But whatever you call me, you’re not going to quell the outrage I feel when I hear something like Citigroup’s announcement that it was going to get rid of 17,000 workers, or some 5.2% of its worldwide workforce of 327,000. However expertly you try to justify it, the thing stinks.

Essentially, 17,000 people are going to get the ax so that one person–in this case Citigroup CEO Charles Prince–can keep his job (at least for a little while longer).

Yeah, I know all the reasons that “investors” have been pressuring Prince to make such a move.

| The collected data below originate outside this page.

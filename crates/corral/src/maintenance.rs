/*
 *  Copyright 2025-2026 Corral Maintainers
 *
 *  Licensed under the Apache License, Version 2.0 (the "License");
 *  you may not use this file except in compliance with the License.
 *  You may obtain a copy of the License at
 *
 *      http://www.apache.org/licenses/LICENSE-2.0
 *
 *  Unless required by applicable law or agreed to in writing, software
 *  distributed under the License is distributed on an "AS IS" BASIS,
 *  WITHOUT WARRANTIES OR CONDITIONS OF ANY KIND, either express or implied.
 *  See the License for the specific language governing permissions and
 *  limitations under the License.
 */

//! Periodic housekeeping: retention cleanup, stuck-job recovery and
//! re-dispatch of pending jobs whose signal was lost.

use crate::dal::DAL;
use crate::dispatcher::Dispatcher;
use crate::executor::{ExecutorSettings, JobTimeouts, RetryPolicy, TargetLockManager};
use crate::tier::Tier;
use std::time::Duration;
use tokio::sync::broadcast;
use tracing::{debug, error, info};

#[derive(Debug, Clone, Copy, PartialEq, Eq)]
pub struct MaintenanceSettings {
    /// Terminal jobs older than this are deleted.
    pub retention: Duration,
    /// IN_PROGRESS jobs started longer ago than this are recovered.
    pub stale_after: Duration,
    pub interval: Duration,
}

/// Slack added on top of the execution budget before a job counts as stuck.
pub const STALE_GRACE: Duration = Duration::from_secs(5 * 60);

impl MaintenanceSettings {
    /// The smallest useful stale threshold for the given executor settings.
    pub fn stale_after_for(executor: &ExecutorSettings) -> Duration {
        executor.execution_budget().saturating_add(STALE_GRACE)
    }
}

impl Default for MaintenanceSettings {
    fn default() -> Self {
        let executor = ExecutorSettings {
            retry: RetryPolicy::default(),
            timeouts: JobTimeouts::default(),
            tier: Tier::default().policy(),
        };
        Self {
            retention: Duration::from_secs(7 * 24 * 60 * 60),
            stale_after: Self::stale_after_for(&executor),
            interval: Duration::from_secs(60 * 60),
        }
    }
}

#[derive(Debug, Clone, Copy, Default, PartialEq, Eq)]
pub struct MaintenanceReport {
    pub deleted: usize,
    pub recovered: usize,
    pub redispatched: usize,
}

#[derive(Clone)]
pub struct MaintenanceScheduler {
    dal: DAL,
    dispatcher: Dispatcher,
    settings: MaintenanceSettings,
    locks: Option<TargetLockManager>,
}

impl MaintenanceScheduler {
    pub fn new(dal: DAL, dispatcher: Dispatcher, settings: MaintenanceSettings) -> Self {
        Self {
            dal,
            dispatcher,
            settings,
            locks: None,
        }
    }

    /// Shares the executor's lock table. Jobs whose target is locked are
    /// still running and are never recovered.
    pub fn with_locks(mut self, locks: TargetLockManager) -> Self {
        self.locks = Some(locks);
        self
    }

    /// One pass. Each step logs its own failure and the pass carries on.
    pub async fn run_once(&self) -> MaintenanceReport {
        let mut report = MaintenanceReport::default();

        match self.dal.job().delete_old_jobs(self.settings.retention).await {
            Ok(deleted) => report.deleted = deleted,
            Err(e) => error!("Job retention cleanup failed: {}", e),
        }

        let busy = self
            .locks
            .as_ref()
            .map(TargetLockManager::held_targets)
            .unwrap_or_default();
        match self
            .dal
            .job()
            .recover_stuck_jobs_excluding(self.settings.stale_after, busy)
            .await
        {
            Ok(recovered) => {
                report.recovered = recovered.len();
                for job_id in &recovered {
                    info!(job_id = %job_id, "Recovered stuck job");
                }
            }
            Err(e) => error!("Stuck job recovery failed: {}", e),
        }

        // Recovered jobs are PENDING now, so this also re-dispatches them.
        match self.dal.job().list_pending().await {
            Ok(pending) => {
                report.redispatched = pending
                    .iter()
                    .filter(|job| self.dispatcher.dispatch_job(job.id))
                    .count();
            }
            Err(e) => error!("Failed to list pending jobs: {}", e),
        }

        if report != MaintenanceReport::default() {
            info!(
                deleted = report.deleted,
                recovered = report.recovered,
                redispatched = report.redispatched,
                "Maintenance pass finished"
            );
        }
        report
    }

    /// Runs a pass immediately, then every `interval` until shutdown.
    pub async fn run(self, mut shutdown: broadcast::Receiver<()>) {
        let mut interval = tokio::time::interval(self.settings.interval);
        loop {
            tokio::select! {
                _ = interval.tick() => {
                    self.run_once().await;
                }
                _ = shutdown.recv() => {
                    debug!("Maintenance scheduler shutting down");
                    break;
                }
            }
        }
    }
}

(As an aside, if this Prince finds that things get even more uncomfortable for him and decides that he needs more cover, maybe he should do what the singer Prince did for a while and change his name to a symbol that nobody can pronounce. It certainly brought a degree of (wanted or unwanted) anonymity to the Purple Rain crooner.)

But I digress. Getting back to the pressure from “investors.” The litany is so familiar at this point that one could recite it by rote. The corporation is bloated; the corporation has lost focus; the corporation’s expenses are rising too fast.

But the one that’s at the root of it and the one that all “investors” bring up first of all is that the price of the stock hasn’t kept up with that of the company’s competitors and/or the market in general.

Now let’s put things in a little perspective here. Citigroup used to be run by Sandy Weill, a legend who had a grand old time doing mergers and making acquisitions. Sometimes they worked and sometimes they didn’t. In fact, a lot of times they didn’t. But this didn’t prevent Mr. Weill from getting an outrageous salary, bonus, stock options and other perks.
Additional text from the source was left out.